Fifteen years ago at a relatively fancy New York dinner party, I found myself, late in the evening, at a table filled with Wall Street tycoons, political powers, real and wannabe, and journalistic tyros, real and also self-imagined. Not a place for the faint of ego. It was already late in the evening, and the first rather tentative glances at watches were just beginning to take place when I finally made my play. I was, I told them in a very low-key way, going to fly to Florida the next morning. For an interview down in the Keys. (Not much interest). For the book, which I was just finishing, on the Yankees and the Red Sox in the 1949 pennant race. (A little more interest). The interview would be with Ted Williams. (Full attention now).
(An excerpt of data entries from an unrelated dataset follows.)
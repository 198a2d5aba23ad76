//! HTTP integration tests
//!
//! Uses wiremock for the PageSpeed endpoint, the OAuth token endpoint and
//! the Sheets API. Covers request shape, status and timeout mapping, token
//! caching, and the full fetch → extract → append chain over HTTP.

use std::sync::Arc;
use std::time::Duration;

use pagespeed_monitor::runner::run_unit;
use pagespeed_monitor::{
    AuditClient, MonitorError, PageSpeedClient, PageSpeedConfig, ResultSink, ServiceAccountKey,
    ServiceAccountTokenProvider, SheetsConfig, SheetsSink, StaticTokenProvider, Strategy,
    TokenProvider, UnitOutcome,
};
use wiremock::matchers::{body_json, body_string_contains, header, method, path, query_param};
use wiremock::{Mock, MockServer, ResponseTemplate};

const SERVICE_ACCOUNT: &str = include_str!("fixtures/service-account.json");
const APPEND_PATH: &str = "/v4/spreadsheets/sheet-123/values/Sheet1!A:H:append";

fn pagespeed_client(server: &MockServer, api_key: &str, timeout: Duration) -> PageSpeedClient {
    PageSpeedClient::new(PageSpeedConfig {
        endpoint: format!("{}/pagespeedonline/v5/runPagespeed", server.uri()),
        api_key: api_key.to_string(),
        timeout,
    })
    .expect("failed to create client")
}

fn sheets_sink(server: &MockServer, tokens: Arc<dyn TokenProvider>) -> SheetsSink {
    let config = SheetsConfig {
        base_url: server.uri(),
        ..SheetsConfig::new("sheet-123")
    };
    SheetsSink::new(config, tokens).expect("failed to create sink")
}

fn lighthouse_body() -> serde_json::Value {
    serde_json::json!({
        "lighthouseResult": {
            "audits": {
                "cumulative-layout-shift": {"numericValue": 0.1234},
                "total-blocking-time": {"numericValue": 150.0},
                "speed-index": {"numericValue": 2875.456},
                "largest-contentful-paint": {"numericValue": 2410.2},
                "first-contentful-paint": {"numericValue": 1203.987}
            }
        }
    })
}

// ─── PageSpeed Client ────────────────────────────────────────────

#[tokio::test]
async fn test_fetch_sends_audit_query() {
    let server = MockServer::start().await;

    Mock::given(method("GET"))
        .and(path("/pagespeedonline/v5/runPagespeed"))
        .and(query_param("url", "https://example.com"))
        .and(query_param("strategy", "mobile"))
        .and(query_param("category", "performance"))
        .and(query_param("key", "test-key"))
        .respond_with(ResponseTemplate::new(200).set_body_json(lighthouse_body()))
        .expect(1)
        .mount(&server)
        .await;

    let client = pagespeed_client(&server, "test-key", Duration::from_secs(5));
    let result = client
        .fetch("https://example.com", Strategy::Mobile)
        .await
        .expect("fetch failed");

    let audits = result.audits().expect("audits present");
    assert_eq!(audits.len(), 5);
}

#[tokio::test]
async fn test_fetch_error_status() {
    let server = MockServer::start().await;

    Mock::given(method("GET"))
        .and(path("/pagespeedonline/v5/runPagespeed"))
        .respond_with(ResponseTemplate::new(500).set_body_string("Lighthouse returned error"))
        .mount(&server)
        .await;

    let client = pagespeed_client(&server, "", Duration::from_secs(5));
    let err = client
        .fetch("https://example.com", Strategy::Desktop)
        .await
        .unwrap_err();

    match err {
        MonitorError::Status {
            service,
            status,
            body,
        } => {
            assert_eq!(service, "PageSpeed");
            assert_eq!(status, 500);
            assert!(body.contains("Lighthouse returned error"));
        }
        other => panic!("unexpected error: {:?}", other),
    }
}

#[tokio::test]
async fn test_fetch_timeout() {
    let server = MockServer::start().await;

    Mock::given(method("GET"))
        .respond_with(
            ResponseTemplate::new(200)
                .set_body_json(lighthouse_body())
                .set_delay(Duration::from_secs(3)),
        )
        .mount(&server)
        .await;

    let client = pagespeed_client(&server, "", Duration::from_millis(200));
    let err = client
        .fetch("https://example.com", Strategy::Desktop)
        .await
        .unwrap_err();

    assert!(matches!(err, MonitorError::Timeout(_)), "got {:?}", err);
}

#[tokio::test]
async fn test_fetch_malformed_body() {
    let server = MockServer::start().await;

    Mock::given(method("GET"))
        .respond_with(ResponseTemplate::new(200).set_body_string("<html>not json</html>"))
        .mount(&server)
        .await;

    let client = pagespeed_client(&server, "", Duration::from_secs(5));
    let err = client
        .fetch("https://example.com", Strategy::Mobile)
        .await
        .unwrap_err();

    assert!(matches!(err, MonitorError::Decode(_)), "got {:?}", err);
}

// ─── Sheets Sink ─────────────────────────────────────────────────

#[tokio::test]
async fn test_append_posts_raw_row() {
    let server = MockServer::start().await;

    Mock::given(method("POST"))
        .and(path(APPEND_PATH))
        .and(header("authorization", "Bearer static-token"))
        .and(query_param("valueInputOption", "RAW"))
        .and(query_param("insertDataOption", "INSERT_ROWS"))
        .and(body_json(serde_json::json!({
            "values": [[
                "https://example.com",
                "2024-03-01 12:30:05",
                0.123, 150.0, 2875.46, 2410.2, 1203.99,
                "Mobile"
            ]]
        })))
        .respond_with(ResponseTemplate::new(200).set_body_json(serde_json::json!({
            "spreadsheetId": "sheet-123"
        })))
        .expect(1)
        .mount(&server)
        .await;

    let result = pagespeed_monitor::AuditResult::new(lighthouse_body());
    let captured_at = chrono::NaiveDate::from_ymd_opt(2024, 3, 1)
        .unwrap()
        .and_hms_opt(12, 30, 5)
        .unwrap();
    let record = pagespeed_monitor::extract::extract_at(
        Some(&result),
        "https://example.com",
        Strategy::Mobile,
        captured_at,
    )
    .unwrap();

    let sink = sheets_sink(&server, Arc::new(StaticTokenProvider::new("static-token")));
    sink.append(&record).await.expect("append failed");
}

#[tokio::test]
async fn test_append_rejected() {
    let server = MockServer::start().await;

    Mock::given(method("POST"))
        .and(path(APPEND_PATH))
        .respond_with(ResponseTemplate::new(403).set_body_string("PERMISSION_DENIED"))
        .mount(&server)
        .await;

    let result = pagespeed_monitor::AuditResult::new(lighthouse_body());
    let record =
        pagespeed_monitor::extract(Some(&result), "https://example.com", Strategy::Desktop)
            .unwrap();

    let sink = sheets_sink(&server, Arc::new(StaticTokenProvider::new("t")));
    let err = sink.append(&record).await.unwrap_err();

    assert!(
        matches!(err, MonitorError::Status { status: 403, .. }),
        "got {:?}",
        err
    );
}

#[tokio::test]
async fn test_append_error_body_is_capped() {
    let server = MockServer::start().await;

    Mock::given(method("POST"))
        .and(path(APPEND_PATH))
        .respond_with(ResponseTemplate::new(500).set_body_string("x".repeat(5000)))
        .mount(&server)
        .await;

    let result = pagespeed_monitor::AuditResult::new(lighthouse_body());
    let record =
        pagespeed_monitor::extract(Some(&result), "https://example.com", Strategy::Mobile)
            .unwrap();

    let sink = sheets_sink(&server, Arc::new(StaticTokenProvider::new("t")));
    match sink.append(&record).await.unwrap_err() {
        MonitorError::Status { status, body, .. } => {
            assert_eq!(status, 500);
            assert_eq!(body.chars().count(), 512);
        }
        other => panic!("unexpected error: {:?}", other),
    }
}

#[tokio::test]
async fn test_append_to_range_with_reserved_characters() {
    let server = MockServer::start().await;

    Mock::given(method("POST"))
        .and(path("/v4/spreadsheets/sheet-123/values/Q1%20%232%3F!A:H:append"))
        .and(query_param("valueInputOption", "RAW"))
        .respond_with(ResponseTemplate::new(200).set_body_json(serde_json::json!({})))
        .expect(1)
        .mount(&server)
        .await;

    let config = SheetsConfig {
        base_url: server.uri(),
        range: "Q1 #2?!A:H".to_string(),
        ..SheetsConfig::new("sheet-123")
    };
    let sink = SheetsSink::new(config, Arc::new(StaticTokenProvider::new("t"))).unwrap();

    let result = pagespeed_monitor::AuditResult::new(lighthouse_body());
    let record =
        pagespeed_monitor::extract(Some(&result), "https://example.com", Strategy::Desktop)
            .unwrap();
    sink.append(&record).await.expect("append failed");
}

// ─── Service Account Tokens ──────────────────────────────────────

fn service_account(server: &MockServer) -> ServiceAccountTokenProvider {
    let mut key = ServiceAccountKey::from_json(SERVICE_ACCOUNT).unwrap();
    key.token_uri = format!("{}/token", server.uri());
    ServiceAccountTokenProvider::new(
        key,
        vec!["https://www.googleapis.com/auth/spreadsheets".to_string()],
    )
    .unwrap()
}

#[tokio::test]
async fn test_token_exchange_is_cached() {
    let server = MockServer::start().await;

    Mock::given(method("POST"))
        .and(path("/token"))
        .and(body_string_contains(
            "grant_type=urn%3Aietf%3Aparams%3Aoauth%3Agrant-type%3Ajwt-bearer",
        ))
        .and(body_string_contains("assertion="))
        .respond_with(ResponseTemplate::new(200).set_body_json(serde_json::json!({
            "access_token": "ya29.minted",
            "expires_in": 3599,
            "token_type": "Bearer"
        })))
        .expect(1)
        .mount(&server)
        .await;

    Mock::given(method("POST"))
        .and(path(APPEND_PATH))
        .and(header("authorization", "Bearer ya29.minted"))
        .respond_with(ResponseTemplate::new(200).set_body_json(serde_json::json!({})))
        .expect(3)
        .mount(&server)
        .await;

    let sink = sheets_sink(&server, Arc::new(service_account(&server)));
    let result = pagespeed_monitor::AuditResult::new(lighthouse_body());
    for strategy in [Strategy::Mobile, Strategy::Desktop, Strategy::Mobile] {
        let record = pagespeed_monitor::extract(Some(&result), "https://example.com", strategy)
            .unwrap();
        sink.append(&record).await.expect("append failed");
    }
}

#[tokio::test]
async fn test_token_endpoint_rejection() {
    let server = MockServer::start().await;

    Mock::given(method("POST"))
        .and(path("/token"))
        .respond_with(ResponseTemplate::new(400).set_body_json(serde_json::json!({
            "error": "invalid_grant"
        })))
        .mount(&server)
        .await;

    let provider = service_account(&server);
    let err = provider.token().await.unwrap_err();

    match err {
        MonitorError::Auth(reason) => assert!(reason.contains("invalid_grant")),
        other => panic!("unexpected error: {:?}", other),
    }
}

#[tokio::test]
async fn test_token_error_body_is_capped() {
    let server = MockServer::start().await;

    Mock::given(method("POST"))
        .and(path("/token"))
        .respond_with(ResponseTemplate::new(503).set_body_string("y".repeat(5000)))
        .mount(&server)
        .await;

    let err = service_account(&server).token().await.unwrap_err();

    match err {
        MonitorError::Auth(reason) => {
            assert!(reason.starts_with("Token endpoint returned 503"));
            let body = reason.rsplit(": ").next().unwrap();
            assert_eq!(body.len(), 512);
        }
        other => panic!("unexpected error: {:?}", other),
    }
}

// ─── Full Chain ──────────────────────────────────────────────────

#[tokio::test]
async fn test_unit_over_http() {
    let server = MockServer::start().await;

    Mock::given(method("GET"))
        .and(path("/pagespeedonline/v5/runPagespeed"))
        .and(query_param("strategy", "desktop"))
        .respond_with(ResponseTemplate::new(200).set_body_json(lighthouse_body()))
        .mount(&server)
        .await;

    Mock::given(method("POST"))
        .and(path(APPEND_PATH))
        .respond_with(ResponseTemplate::new(200).set_body_json(serde_json::json!({})))
        .expect(1)
        .mount(&server)
        .await;

    let client = pagespeed_client(&server, "k", Duration::from_secs(5));
    let sink = sheets_sink(&server, Arc::new(StaticTokenProvider::new("t")));

    let outcome = run_unit(&client, &sink, "https://example.com", Strategy::Desktop).await;
    match outcome {
        UnitOutcome::Completed(record) => {
            assert_eq!(record.cls, 0.123);
            assert_eq!(record.fcp, 1203.99);
            assert_eq!(record.strategy, Strategy::Desktop);
        }
        other => panic!("unexpected outcome: {:?}", other),
    }
}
Conversation stopped, as it rarely does at a power fest like this. It was a lovely moment, with a sense that the smaller pleasures of your life are genuine, and that your job is your good fortune, and you realize that the little boy in you still exists and is matched by the little boy (or girl) in most of those around you; I had a sense at that moment that I could easily have created a one-day job as my personal assistant someone who would carry my notebooks -- and auctioned it off instantly to any of these powerful men (and a few women) for something in the low five figures, a one-shot deal, surely all the money going to a worthy charity. It was also a reminder, that for all scoffing of some of my colleagues, when I first started writing sports books on the side almost 25 years ago, that I was also the subject of some envy, and that the pull of the men and events I write about remains quite powerful, both among ordinary people and the elite as well.

The day with Williams, for example, was marvelous, one of the best professional days I’ve ever had. He picked me up at my slightly downtrodden Islamorada motel (selected by him of course), and said, loudly, for he did not talk at a natural level, “Well, you look just like your goddamn picture! Let’s go!” and so off we went for a joyous and exhausting day during which he poured out all kinds of information: Why pitchers were dumb as a breed; why most hitters don’t work hard enough at their jobs, and of course, why we should be using more airpower against our adversaries in Nicaragua.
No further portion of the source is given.